The inquiry's objective is find out what happened to the fish, but Cummins already has a hunch.

"It's illegal fishing going on between Mission and the spawning grounds. Some complain it's too much commercial fishing, but the DFO's own reports say the fish got passed Mission, but didn't show up at the spawning grounds," the Conservative MP noted.

Not only has the DFO made allowances for natives that are harmful to fish stocks, but it has also refused to even enforce the regulations it does have regarding how much natives can catch, Cummins added.

Fishing just downstream of spawning grounds is lucrative but can have devastating effects on stocks, which is why only natives are allowed to do it, and only for food, social and ceremonial purposes. This season, DFO did allow natives to sell commercially for about three weeks.

Arnie Narcisse, chair of the Aboriginal Fisheries Commission, said Cummins' attitude reflects a "blame-the-Indians" mentality that characterizes all these inquiries.
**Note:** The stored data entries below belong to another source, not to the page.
//! TX Queue collaborator contract.
//!
//! The physical NIC queue itself is out of scope; this trait is
//! the seam the session builder/transmitter call through. A
//! process-local `LoopbackTxQueue` is provided for tests and for the
//! sample binary when no real NIC driver is wired in, the same role
//! `cognitod`'s `fake_events.rs` plays for its eBPF producers.

use crate::frame::Packet;
use std::sync::Mutex;
use std::time::{Duration, Instant};

#[derive(Debug, Copy, Clone, PartialEq, Eq)]
pub enum TxQueueStatus {
    Ok,
    Fatal,
}

pub trait TxQueue: Send {
    fn id(&self) -> u32;

    /// Non-blocking burst send; returns the number of packets consumed.
    fn burst(&self, pkts: &[Packet]) -> usize;

    /// Retry `burst` until `timeout` elapses or everything is sent.
    fn burst_busy(&self, pkts: &[Packet], timeout: Duration) -> usize {
        let deadline = Instant::now() + timeout;
        let mut sent = 0;
        while sent < pkts.len() && Instant::now() < deadline {
            sent += self.burst(&pkts[sent..]);
            if sent < pkts.len() {
                std::thread::yield_now();
            }
        }
        sent
    }

    /// Drain HW descriptors, padding with `pad_pkt` as needed.
    fn flush(&self, pad_pkt: &Packet);

    /// Inform the HW rate limiter of a byte-per-second target. A no-op
    /// if unsupported
    fn set_bps(&self, _bps: u64) {}

    fn status(&self) -> TxQueueStatus;

    /// Mark the queue fatal; re-binding must yield a fresh `id`.
    fn fatal_error(&self);
}

/// In-process loopback queue: every burst "succeeds" by copying
/// packets into an internal buffer, used by tests and the sample
/// binary's default collaborator wiring.
pub struct LoopbackTxQueue {
    id: u32,
    status: Mutex<TxQueueStatus>,
    sent: Mutex<Vec<Packet>>,
    bps: Mutex<u64>,
    /// When `Some(n)`, the next `n` burst calls accept zero packets,
    /// simulating a stuck HW queue for fatal-error-recovery tests.
    stall_for: Mutex<usize>,
}

impl LoopbackTxQueue {
    pub fn new(id: u32) -> Self {
        Self {
            id,
            status: Mutex::new(TxQueueStatus::Ok),
            sent: Mutex::new(Vec::new()),
            bps: Mutex::new(0),
            stall_for: Mutex::new(0),
        }
    }

    pub fn stall_next(&self, n: usize) {
        *self.stall_for.lock().unwrap() = n;
    }

    pub fn sent_count(&self) -> usize {
        self.sent.lock().unwrap().len()
    }

    pub fn sent_snapshot(&self) -> Vec<Packet> {
        self.sent.lock().unwrap().clone()
    }

    pub fn configured_bps(&self) -> u64 {
        *self.bps.lock().unwrap()
    }
}

impl TxQueue for LoopbackTxQueue {
    fn id(&self) -> u32 {
        self.id
    }

    fn burst(&self, pkts: &[Packet]) -> usize {
        if *self.status.lock().unwrap() == TxQueueStatus::Fatal {
            return 0;
        }
        let mut stall = self.stall_for.lock().unwrap();
        if *stall > 0 {
            *stall -= 1;
            return 0;
        }
        drop(stall);
        let mut sent = self.sent.lock().unwrap();
        sent.extend_from_slice(pkts);
        pkts.len()
    }

    fn flush(&self, _pad_pkt: &Packet) {}

    fn set_bps(&self, bps: u64) {
        *self.bps.lock().unwrap() = bps;
    }

    fn status(&self) -> TxQueueStatus {
        *self.status.lock().unwrap()
    }

    fn fatal_error(&self) {
        *self.status.lock().unwrap() = TxQueueStatus::Fatal;
    }
}

#[cfg(test)]
mod tests {
    use super::*;
    use crate::frame::Packet;

    #[test]
    fn loopback_accepts_bursts_until_stalled() {
        let q = LoopbackTxQueue::new(1);
        let pkts = vec![Packet::new_test(0, 0), Packet::new_test(1, 0)];
        assert_eq!(q.burst(&pkts), 2);
        q.stall_next(1);
        assert_eq!(q.burst(&pkts), 0);
        assert_eq!(q.burst(&pkts), 2);
    }

    #[test]
    fn fatal_error_makes_burst_return_zero() {
        let q = LoopbackTxQueue::new(1);
        q.fatal_error();
        assert_eq!(q.status(), TxQueueStatus::Fatal);
        let pkts = vec![Packet::new_test(0, 0)];
        assert_eq!(q.burst(&pkts), 0);
    }
}
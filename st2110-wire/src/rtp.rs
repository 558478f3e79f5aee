//! RFC 3550/4175/8331 RTP header variants used by the ST20/22/30/40/41
//! session builders

use bytemuck::{Pod, Zeroable};

pub const RTP_VERSION_2: u8 = 2;

/// The 12-byte RFC 3550 base RTP header, common to every media kind.
#[repr(C, packed)]
#[derive(Copy, Clone, Pod, Zeroable, Debug, Default)]
pub struct RtpBaseHdr {
    /// bits: version(2) padding(1) extension(1) cc(4)
    pub vpxcc: u8,
    /// bits: marker(1) payload_type(7)
    pub m_pt: u8,
    pub seq_number: [u8; 2],
    pub timestamp: [u8; 4],
    pub ssrc: [u8; 4],
}

impl RtpBaseHdr {
    pub fn new(payload_type: u8, ssrc: u32) -> Self {
        Self {
            vpxcc: RTP_VERSION_2 << 6,
            m_pt: payload_type & 0x7f,
            seq_number: [0; 2],
            timestamp: [0; 4],
            ssrc: ssrc.to_be_bytes(),
        }
    }

    pub fn set_marker(&mut self, marker: bool) {
        if marker {
            self.m_pt |= 0x80;
        } else {
            self.m_pt &= 0x7f;
        }
    }

    pub fn set_seq(&mut self, seq: u16) {
        self.seq_number = seq.to_be_bytes();
    }

    pub fn set_timestamp(&mut self, ts: u32) {
        self.timestamp = ts.to_be_bytes();
    }
}

/// RFC 4175 header (ST20): base RTP + extended sequence number + the
/// first sample-row-data sub-header, 20 bytes total.
#[repr(C, packed)]
#[derive(Copy, Clone, Pod, Zeroable, Debug, Default)]
pub struct Rfc4175RtpHdr {
    pub base: RtpBaseHdr,
    pub ext_seq_number: [u8; 2],
    pub row_length: [u8; 2],
    pub row_number: [u8; 2],
    pub row_offset: [u8; 2],
}

/// RFC 3550 header (ST30 PCM audio): just the 12-byte base.
#[repr(C, packed)]
#[derive(Copy, Clone, Pod, Zeroable, Debug, Default)]
pub struct Rfc3550RtpHdr {
    pub base: RtpBaseHdr,
}

/// RFC 8331 header (ST40 ancillary / ST41 fast metadata): base RTP +
/// extended sequence number + ANC_Count/F bits, padded to 20 bytes to
/// match the RFC 4175 header size the pacer budgets for.
#[repr(C, packed)]
#[derive(Copy, Clone, Pod, Zeroable, Debug, Default)]
pub struct Rfc8331RtpHdr {
    pub base: RtpBaseHdr,
    pub ext_seq_number: [u8; 2],
    /// ANC_Count (8 bits)
    pub anc_count: u8,
    /// bits: F(2) reserved(6)
    pub f_reserved: u8,
    pub _pad: [u8; 4],
}
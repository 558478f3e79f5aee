//! Administrative CLI for the lcore registry: list
//! claimed cores, clean stale entries left behind by crashed processes,
//! and manually claim/release a core for testing.

use anyhow::{Context, Result};
use clap::{Parser, Subcommand};
use log::info;
use std::path::PathBuf;

use st2110_core::lcore::{CleanAction, LcoreRegistry, LcoreRole, DEFAULT_MAX_LCORES};

#[derive(Parser, Debug)]
#[command(name = "st2110-lcctl", about = "Inspect and repair the ST 2110 lcore registry")]
struct Args {
    /// Directory holding the registry's shared segment and lock file.
    #[arg(long, default_value = "/var/run/st2110/lcore")]
    base_dir: PathBuf,

    #[arg(long, default_value_t = DEFAULT_MAX_LCORES)]
    max_lcores: usize,

    #[command(subcommand)]
    command: Command,
}

#[derive(Subcommand, Debug)]
enum Command {
    /// List every currently-claimed lcore.
    List,
    /// Reclaim entries left behind by processes that are no longer alive.
    Clean {
        /// Reclaim only this lcore id, regardless of liveness.
        #[arg(long)]
        lcore: Option<u32>,
    },
    /// Manually claim a core (mainly for integration tests).
    Claim {
        #[arg(long, default_value_t = -1, help = "NUMA socket, -1 for any")]
        socket: i32,
        #[arg(long, default_value_t = false)]
        cross_numa_fallback: bool,
    },
    /// Manually release a previously-claimed core.
    Release {
        #[arg(long)]
        lcore: u32,
    },
}

fn main() -> Result<()> {
    env_logger::Builder::from_env(env_logger::Env::default().default_filter_or("info")).init();
    let args = Args::parse();

    let mut registry =
        LcoreRegistry::open(&args.base_dir, args.max_lcores).context("failed to open lcore registry")?;

    match args.command {
        Command::List => {
            let entries = registry.list();
            if entries.is_empty() {
                println!("no lcores claimed");
            }
            for e in entries {
                println!(
                    "lcore={:<3} pid={:<8} socket={:<3} role={} host={} user={}",
                    e.lcore_id, e.pid, e.socket, e.role, e.hostname, e.user
                );
            }
        }
        Command::Clean { lcore } => {
            let action = match lcore {
                Some(id) => CleanAction::SpecificLcore(id),
                None => CleanAction::DeadPids,
            };
            let reclaimed = registry.clean(action).context("clean failed")?;
            info!("reclaimed {reclaimed} lcore(s)");
        }
        Command::Claim { socket, cross_numa_fallback } => {
            let id = registry
                .claim(socket, LcoreRole::AppAllocated, cross_numa_fallback)
                .context("claim failed")?;
            println!("claimed lcore {id}");
        }
        Command::Release { lcore } => {
            registry.release(lcore).context("release failed")?;
            info!("released lcore {lcore}");
        }
    }

    Ok(())
}
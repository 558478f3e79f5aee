//! Collaborator contracts the core requires from the host application
//! NIC bring-up, ARP, PTP discipline and mempool
//! allocation are out of scope; these traits are the seam.
//!
//! Grounded on `linnix-ai-ebpf-common`'s split between the wire-format
//! crate and the collector-supplied runtime context: the core never
//! constructs a collaborator itself, it is always handed one.

use crate::error::CoreResult;
use crate::frame::Packet;
use crate::txqueue::TxQueue;
use std::net::Ipv4Addr;
use std::sync::Arc;
use std::time::Duration;

pub type MacAddr = [u8; 6];

/// PTP-disciplined wall clock and free-running TSC
pub trait ClockSource: Send + Sync {
    /// Monotonic TAI nanoseconds for `port`.
    fn ptp_time_ns(&self, port: u16) -> u64;
    /// Monotonic CPU time counter, used for pacing deadlines.
    fn tsc_ns(&self) -> u64;
}

/// Address resolution and local identity
pub trait NetworkInfo: Send + Sync {
    fn dst_ip_to_mac(&self, port: u16, ip: Ipv4Addr, timeout: Duration) -> CoreResult<MacAddr>;
    fn src_mac(&self, port: u16) -> MacAddr;
    fn src_ip(&self, port: u16) -> Ipv4Addr;
}

/// TX queue lifecycle; `TxQueue` itself is the per-burst
/// contract (`st2110_core::txqueue`).
pub trait TxQueueProvider: Send + Sync {
    fn tx_queue_get(&self, port: u16, flow: u32) -> CoreResult<Arc<dyn TxQueue>>;
    fn tx_queue_put(&self, queue: &Arc<dyn TxQueue>);
}

/// RTCP-only RX path: `rx_queue_get` + `rx_queue_burst` for RTCP only.
pub trait RxQueueProvider: Send + Sync {
    fn rx_queue_get(&self, port: u16, flow: u32) -> CoreResult<u32>;
    fn rx_queue_burst(&self, handle: u32, max: usize) -> Vec<Vec<u8>>;
}

/// Backing-store allocator for packet payloads (the allocator-side
/// counterpart to `mempool_create`/`mempool_free`,
/// `mbuf_alloc`/`mbuf_free`). Modelled as a plain allocator since
/// `Packet::payload` is a `Vec<u8>` rather than a DPDK mbuf.
pub trait PacketPool: Send + Sync {
    fn alloc(&self, len: usize) -> CoreResult<Packet>;
    fn free(&self, pkt: Packet);

    /// Chain a continuation packet onto `head`, for SRDs that split
    /// across multiple packets.
    fn chain(&self, head: &mut Packet, tail: Packet);
}

/// Per-frame metadata handed back alongside a `get_next_frame` pull;
/// the builder copies it once per frame.
#[derive(Debug, Default, Clone)]
pub struct FrameMeta {
    /// Present when `ST20_TX_FLAG_USER_PACING` is set.
    pub required_tai: Option<u64>,
    pub second_field: bool,
    /// Present when `ST20_TX_FLAG_USER_TIMESTAMP` is set.
    pub user_timestamp: Option<u32>,
    /// Out-of-band user-metadata bytes to send alongside this frame,
    /// rejected with `CoreError::ErrTxFrame` above
    /// `st2110_wire::USER_META_MAX_REAL_LENGTH`.
    pub user_meta: Option<Vec<u8>>,
}

/// Application callbacks supplied at `create`
pub trait SessionCallbacks: Send + Sync {
    /// Pull the next available frame. `Ok(None)` means busy, try later.
    fn get_next_frame(&self) -> CoreResult<Option<(u32, FrameMeta)>>;
    fn notify_frame_done(&self, idx: u32);
    fn notify_frame_late(&self, late_by_epochs: u64);
    fn notify_rtp_done(&self);
    fn notify_event(&self, event: SessionEvent);

    /// For slice-level video: how many lines of frame `idx` are ready.
    fn query_frame_lines_ready(&self, _idx: u32) -> Option<u32> {
        None
    }
}

#[derive(Debug, Copy, Clone, PartialEq, Eq)]
pub enum SessionEvent {
    Vsync,
    Fatal,
    RecoveryError,
}
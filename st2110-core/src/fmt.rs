//! Pixel group and frame-rate tables for ST 2110-20 line maths
//! (grounded on `st_fmt.c`'s `st20_pgroups` /
//! `st_fps_timings` tables).

#[derive(Debug, Copy, Clone, PartialEq, Eq)]
pub enum St20Format {
    Yuv422_8bit,
    Yuv422_10bit,
    Yuv422_12bit,
    Yuv422_16bit,
    Yuv420_8bit,
    Yuv420_10bit,
    Yuv420_12bit,
    Rgb8bit,
    Rgb10bit,
    Rgb12bit,
    Rgb16bit,
    Yuv444_8bit,
    Yuv444_10bit,
    Yuv444_12bit,
    Yuv444_16bit,
}

/// A pixel group: `size` bytes cover `coverage` pixels (the RFC 4175
/// packing unit).
#[derive(Debug, Copy, Clone)]
pub struct PixelGroup {
    pub size: u32,
    pub coverage: u32,
}

impl St20Format {
    pub const fn pixel_group(self) -> PixelGroup {
        match self {
            St20Format::Yuv422_8bit => PixelGroup { size: 4, coverage: 2 },
            St20Format::Yuv422_10bit => PixelGroup { size: 5, coverage: 2 },
            St20Format::Yuv422_12bit => PixelGroup { size: 6, coverage: 2 },
            St20Format::Yuv422_16bit => PixelGroup { size: 8, coverage: 2 },
            St20Format::Yuv420_8bit => PixelGroup { size: 6, coverage: 4 },
            St20Format::Yuv420_10bit => PixelGroup { size: 15, coverage: 8 },
            St20Format::Yuv420_12bit => PixelGroup { size: 9, coverage: 4 },
            St20Format::Rgb8bit => PixelGroup { size: 3, coverage: 1 },
            St20Format::Rgb10bit => PixelGroup { size: 15, coverage: 4 },
            St20Format::Rgb12bit => PixelGroup { size: 9, coverage: 2 },
            St20Format::Rgb16bit => PixelGroup { size: 6, coverage: 1 },
            St20Format::Yuv444_8bit => PixelGroup { size: 3, coverage: 1 },
            St20Format::Yuv444_10bit => PixelGroup { size: 15, coverage: 4 },
            St20Format::Yuv444_12bit => PixelGroup { size: 9, coverage: 2 },
            St20Format::Yuv444_16bit => PixelGroup { size: 6, coverage: 1 },
        }
    }

    /// Bytes needed to carry one scanline of `width` pixels, rounded
    /// up to a whole number of pixel groups
    pub fn line_size(self, width: u32) -> u32 {
        let pg = self.pixel_group();
        let groups = (width + pg.coverage - 1) / pg.coverage;
        groups * pg.size
    }

    /// Full frame size in bytes for `width` x `height`.
    pub fn frame_size(self, width: u32, height: u32) -> u64 {
        self.line_size(width) as u64 * height as u64
    }
}

#[derive(Debug, Copy, Clone, PartialEq, Eq)]
pub enum Fps {
    P59_94,
    P50,
    P29_97,
    P25,
}

/// RTP clock ticks per frame, expressed as `mul`/`den` over the
/// 90 kHz sampling clock (matches `st_fps_timings`, avoids floating
/// point in the epoch/TRS math ).
#[derive(Debug, Copy, Clone)]
pub struct FpsTiming {
    pub sampling_clock_rate: u32,
    pub mul: u32,
    pub den: u32,
}

impl Fps {
    pub const fn timing(self) -> FpsTiming {
        match self {
            Fps::P59_94 => FpsTiming { sampling_clock_rate: 90_000, mul: 60_000, den: 1001 },
            Fps::P50 => FpsTiming { sampling_clock_rate: 90_000, mul: 50, den: 1 },
            Fps::P29_97 => FpsTiming { sampling_clock_rate: 90_000, mul: 30_000, den: 1001 },
            Fps::P25 => FpsTiming { sampling_clock_rate: 90_000, mul: 25, den: 1 },
        }
    }

    /// Nominal frame rate as a plain f64, for logging/diagnostics only;
    /// pacing math uses `timing()`'s rational form.
    pub fn frame_rate(self) -> f64 {
        let t = self.timing();
        t.mul as f64 / t.den as f64
    }

    /// RTP clock ticks spanned by one frame period.
    pub fn ticks_per_frame(self) -> u64 {
        let t = self.timing();
        (t.sampling_clock_rate as u64 * t.den as u64) / t.mul as u64
    }
}

#[cfg(test)]
mod tests {
    use super::*;

    #[test]
    fn yuv422_10bit_line_size_matches_pixel_group_rounding() {
        // 1920 is divisible by the coverage (2), so no rounding needed.
        assert_eq!(St20Format::Yuv422_10bit.line_size(1920), 1920 / 2 * 5);
    }

    #[test]
    fn odd_width_rounds_up_to_a_whole_pixel_group() {
        // coverage 4 (YUV420 8bit): width 1921 needs ceil(1921/4) groups.
        let pg = St20Format::Yuv420_8bit.pixel_group();
        let expected_groups = (1921 + pg.coverage - 1) / pg.coverage;
        assert_eq!(St20Format::Yuv420_8bit.line_size(1921), expected_groups * pg.size);
    }

    #[test]
    fn fps_59_94_ticks_per_frame_is_1501_point_5_rounded_down() {
        // 90000 * 1001 / 60000 = 1501.5 -> integer division floors to 1501
        assert_eq!(Fps::P59_94.ticks_per_frame(), 1501);
    }

    #[test]
    fn p50_frame_rate_is_exact() {
        assert_eq!(Fps::P50.frame_rate(), 50.0);
    }
}
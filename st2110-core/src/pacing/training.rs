//! Pad-interval training: a one-time per-session,
//! per-port measurement so the HW send rate tracks the algebraic line
//! rate exactly, memoised per `(port, bps)`.

use std::collections::HashMap;

/// One flood-and-measure round. `sample_pkts_per_frame` is supplied by
/// the caller (normally the TX queue driver sending
/// `total_pkts_per_frame` back-to-back and counting how many the HW
/// actually drained in one frame period); kept pure here so it is
/// testable without a real queue.
pub struct PadIntervalTrainer {
    total_pkts_per_frame: u32,
    cache: HashMap<(u16, u64), f64>,
}

const TRAINING_FRAMES: usize = 66;
const TRAINING_TRIM_SAMPLES: usize = 60;
const PAD_INTERVAL_FLOOR: f64 = 32.0;
const BPS_RETRAIN_FACTOR: f64 = 1.005;

impl PadIntervalTrainer {
    pub fn new(total_pkts_per_frame: u32) -> Self {
        Self {
            total_pkts_per_frame,
            cache: HashMap::new(),
        }
    }

    pub fn cached(&self, port: u16, bps: u64) -> Option<f64> {
        self.cache.get(&(port, bps)).copied()
    }

    /// Trim the `TRAINING_FRAMES` raw samples to the middle
    /// `TRAINING_TRIM_SAMPLES` (classic trimmed-median sampling) and
    /// average them into one `pkts_per_frame_measured` figure.
    fn trimmed_average(mut samples: Vec<f64>) -> f64 {
        samples.sort_by(|a, b| a.partial_cmp(b).unwrap());
        let drop = (samples.len() - TRAINING_TRIM_SAMPLES) / 2;
        let kept = &samples[drop..samples.len() - drop];
        kept.iter().sum::<f64>() / kept.len() as f64
    }

    /// Run one training pass given a `measure` closure that floods the
    /// queue with `total_pkts_per_frame` packets and returns how many
    /// packets actually drained in that frame period. Retrains with a
    /// raised `bps` when the measured rate undershoots the nominal
    /// rate, mirroring the original's `1.005 * nominal^2 / measured`
    /// retraining step.
    pub fn train(
        &mut self,
        port: u16,
        nominal_bps: u64,
        mut measure: impl FnMut(u64) -> Vec<f64>,
    ) -> f64 {
        if let Some(cached) = self.cached(port, nominal_bps) {
            return cached;
        }

        let mut bps = nominal_bps;
        loop {
            let samples = measure(bps);
            debug_assert_eq!(samples.len(), TRAINING_FRAMES);
            let measured = Self::trimmed_average(samples);
            let total = self.total_pkts_per_frame as f64;

            if measured <= total {
                // Degenerate measurement; retrain at a higher bps.
                bps = (BPS_RETRAIN_FACTOR * (nominal_bps as f64).powi(2) / measured.max(1.0)) as u64;
                continue;
            }

            let pad_interval = total / (measured - total);
            if pad_interval >= PAD_INTERVAL_FLOOR {
                self.cache.insert((port, nominal_bps), pad_interval);
                return pad_interval;
            }

            bps = (BPS_RETRAIN_FACTOR * (nominal_bps as f64).powi(2) / measured) as u64;
        }
    }
}

#[cfg(test)]
mod tests {
    use super::*;

    #[test]
    fn trimmed_average_drops_outliers_at_both_ends() {
        let mut samples: Vec<f64> = (0..66).map(|i| i as f64).collect();
        // Outliers at the extremes shouldn't move the trimmed average much.
        samples[0] = -10_000.0;
        samples[65] = 10_000.0;
        let avg = PadIntervalTrainer::trimmed_average(samples);
        assert!(avg > 0.0 && avg < 66.0);
    }

    #[test]
    fn train_caches_result_per_port_and_bps() {
        let mut trainer = PadIntervalTrainer::new(4000);
        let samples = vec![4100.0; TRAINING_FRAMES];
        let pad = trainer.train(0, 1_000_000_000, |_bps| samples.clone());
        assert!(pad >= PAD_INTERVAL_FLOOR);
        assert_eq!(trainer.cached(0, 1_000_000_000), Some(pad));
    }

    #[test]
    fn train_retrains_when_pad_interval_below_floor() {
        let mut trainer = PadIntervalTrainer::new(4000);
        let mut calls = 0;
        let pad = trainer.train(0, 1_000_000_000, |_bps| {
            calls += 1;
            if calls == 1 {
                // total / (measured - total) < 32 => pad_interval below floor
                vec![4050.0; TRAINING_FRAMES]
            } else {
                vec![4200.0; TRAINING_FRAMES]
            }
        });
        assert!(calls >= 2);
        assert!(pad >= PAD_INTERVAL_FLOOR);
    }
}
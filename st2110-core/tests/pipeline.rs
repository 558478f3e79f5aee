//! End-to-end: a free-running frame source feeds an ST20 builder, whose
//! packets flow through the shared ring into a transmitter bound to a
//! loopback TX queue, driven entirely by the scheduler's tasklet loop.

use std::sync::atomic::{AtomicU32, AtomicU64, Ordering};
use std::sync::Arc;
use std::time::Duration;

use st2110_core::collab::{ClockSource, FrameMeta, SessionCallbacks, SessionEvent};
use st2110_core::error::CoreResult;
use st2110_core::fmt::{Fps, St20Format};
use st2110_core::frame::FramePool;
use st2110_core::pacing::ActiveRatio;
use st2110_core::scheduler::tasklet::{TaskletOps, TaskletResult};
use st2110_core::scheduler::{SchType, Scheduler};
use st2110_core::session::st20::{St20Params, St20Session};
use st2110_core::session::{PackingMode, PacketRing};
use st2110_core::transmitter::{PortTx, SessionTx, Transmitter};
use st2110_core::txqueue::LoopbackTxQueue;

struct InstantClock(std::time::Instant);
impl ClockSource for InstantClock {
    fn ptp_time_ns(&self, _port: u16) -> u64 {
        self.0.elapsed().as_nanos() as u64
    }
    fn tsc_ns(&self) -> u64 {
        self.0.elapsed().as_nanos() as u64
    }
}

struct FreeRunning {
    pool_len: u32,
    next: AtomicU32,
    frames_done: Arc<AtomicU64>,
}
impl SessionCallbacks for FreeRunning {
    fn get_next_frame(&self) -> CoreResult<Option<(u32, FrameMeta)>> {
        let idx = self.next.fetch_add(1, Ordering::Relaxed) % self.pool_len;
        Ok(Some((idx, FrameMeta::default())))
    }
    fn notify_frame_done(&self, _idx: u32) {
        self.frames_done.fetch_add(1, Ordering::Relaxed);
    }
    fn notify_frame_late(&self, _late_by_epochs: u64) {}
    fn notify_rtp_done(&self) {}
    fn notify_event(&self, _event: SessionEvent) {}
}

struct Pipeline {
    builder: St20Session,
    transmitter: Transmitter,
}
impl TaskletOps for Pipeline {
    fn name(&self) -> &str {
        "pipeline"
    }
    fn handler(&mut self) -> TaskletResult {
        let a = self.builder.handler();
        if let Some(ring) = self.transmitter.ring_mut(0, 0) {
            while let Some(pkt) = self.builder.ring_mut().pop() {
                if ring.push(pkt).is_err() {
                    break;
                }
            }
        }
        let b = self.transmitter.handler();
        match (a, b) {
            (TaskletResult::Fatal, _) | (_, TaskletResult::Fatal) => TaskletResult::Fatal,
            (TaskletResult::HasPending, _) | (_, TaskletResult::HasPending) => TaskletResult::HasPending,
            _ => TaskletResult::AllDone,
        }
    }
}

#[test]
fn a_full_frame_of_packets_reaches_the_tx_queue() {
    let clock: Arc<dyn ClockSource> = Arc::new(InstantClock(std::time::Instant::now()));
    let frames_done = Arc::new(AtomicU64::new(0));
    let callbacks: Arc<dyn SessionCallbacks> =
        Arc::new(FreeRunning { pool_len: 4, next: AtomicU32::new(0), frames_done: Arc::clone(&frames_done) });

    let fmt = St20Format::Yuv422_10bit;
    let width = 640;
    let height = 360;
    let frame_size = fmt.frame_size(width, height) as usize;
    let on_done_callbacks = Arc::clone(&callbacks);
    let pool = FramePool::new_owned(4, frame_size, Arc::new(move |idx| on_done_callbacks.notify_frame_done(idx)));

    let params = St20Params {
        width,
        height,
        fmt,
        fps: Fps::P25,
        active: ActiveRatio::Hd,
        packing: PackingMode::GpmSl,
        max_payload: 1200,
        ssrc: 7,
        payload_type: 96,
        user_pacing: false,
        exact_user_pacing: false,
        rtp_timestamp_epoch: false,
        redundant: false,
        max_onward_epochs: 1000,
    };
    let total_pkts = params.total_pkts_per_frame();

    let builder = St20Session::new(params, Arc::clone(&clock), callbacks, pool, 4096, 16);
    let queue = Arc::new(LoopbackTxQueue::new(0));
    let port = PortTx::new(queue.clone(), 16, 0.0, 0);
    let mut transmitter = Transmitter::new(Arc::clone(&clock));
    transmitter.add_session(SessionTx { ports: vec![port] }, vec![PacketRing::new(4096)]);

    let sch = Arc::new(Scheduler::request(0, SchType::Unpinned, "test", 1, 100, 0, 50, false));
    sch.attach_tasklet(Box::new(Pipeline { builder, transmitter }));
    sch.start(None, 0).unwrap();

    let deadline = std::time::Instant::now() + Duration::from_secs(2);
    while queue.sent_count() < total_pkts as usize && std::time::Instant::now() < deadline {
        std::thread::sleep(Duration::from_millis(5));
    }
    sch.stop();

    assert_eq!(queue.sent_count(), total_pkts as usize);
    assert!(frames_done.load(Ordering::Relaxed) >= 1);
}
He added that natives are suffering as much as anyone.

"Our people can't even fill the quota we're allowed for food, social and ceremonial purposes."

Narcisse argues the problem is not excessive or illegal native fishing, but poor management and faulty stock assessments.

"The commercial fisheries were opened early because of overly optimistic season forecasts. There was no utilization of precautionary principles. They don't practice risk-adverse management. They just saw the initial numbers and said, 'It's going to be a good year boys, let's open her up.'

"And then they realized that wasn't the case. Now they're pointing fingers again and they're pointing at the Indians, like they do every year."

Narcisse acknowledges that overfishing is having a detrimental impact on fish stocks, but said the natives aren't the only ones to blame.

"If we are going to find solution, we have to look at the entirety of the Fraser. Then we can get into an honest dialogue and get away from this finger pointing."

He's not opposed to having a judicial inquiry in principle, adding that the truth must be sought and action must be taken if the fish are to survive. However, the fact this inquiry is being called for by Cummins makes him skeptical.

"I'm suspect of (Cummins') motives. He has ulterior motives. I don't know if I want to play his game."

DFO spokesman Wayne Saito said that regardless whether a judicial review takes place, his department will conduct a comprehensive assessment of what happened to many of the fish stocks this season, not just the sockeye.

"We aren't denying there is a problem. We had way fewer fish showing up at the spawning grounds than we had forecast. And we're not denying that there is an illegal fishery on the Fraser. But it's too early to know exactly how big an impact that had."

There are a number of factors that come into play, he added.

"It may be unseasonable warm temperature, it may be our initial stock count, it may be illegal fishing."

Saito said he hopes the department will have a report answering some of these questions to present to the public sometime in January.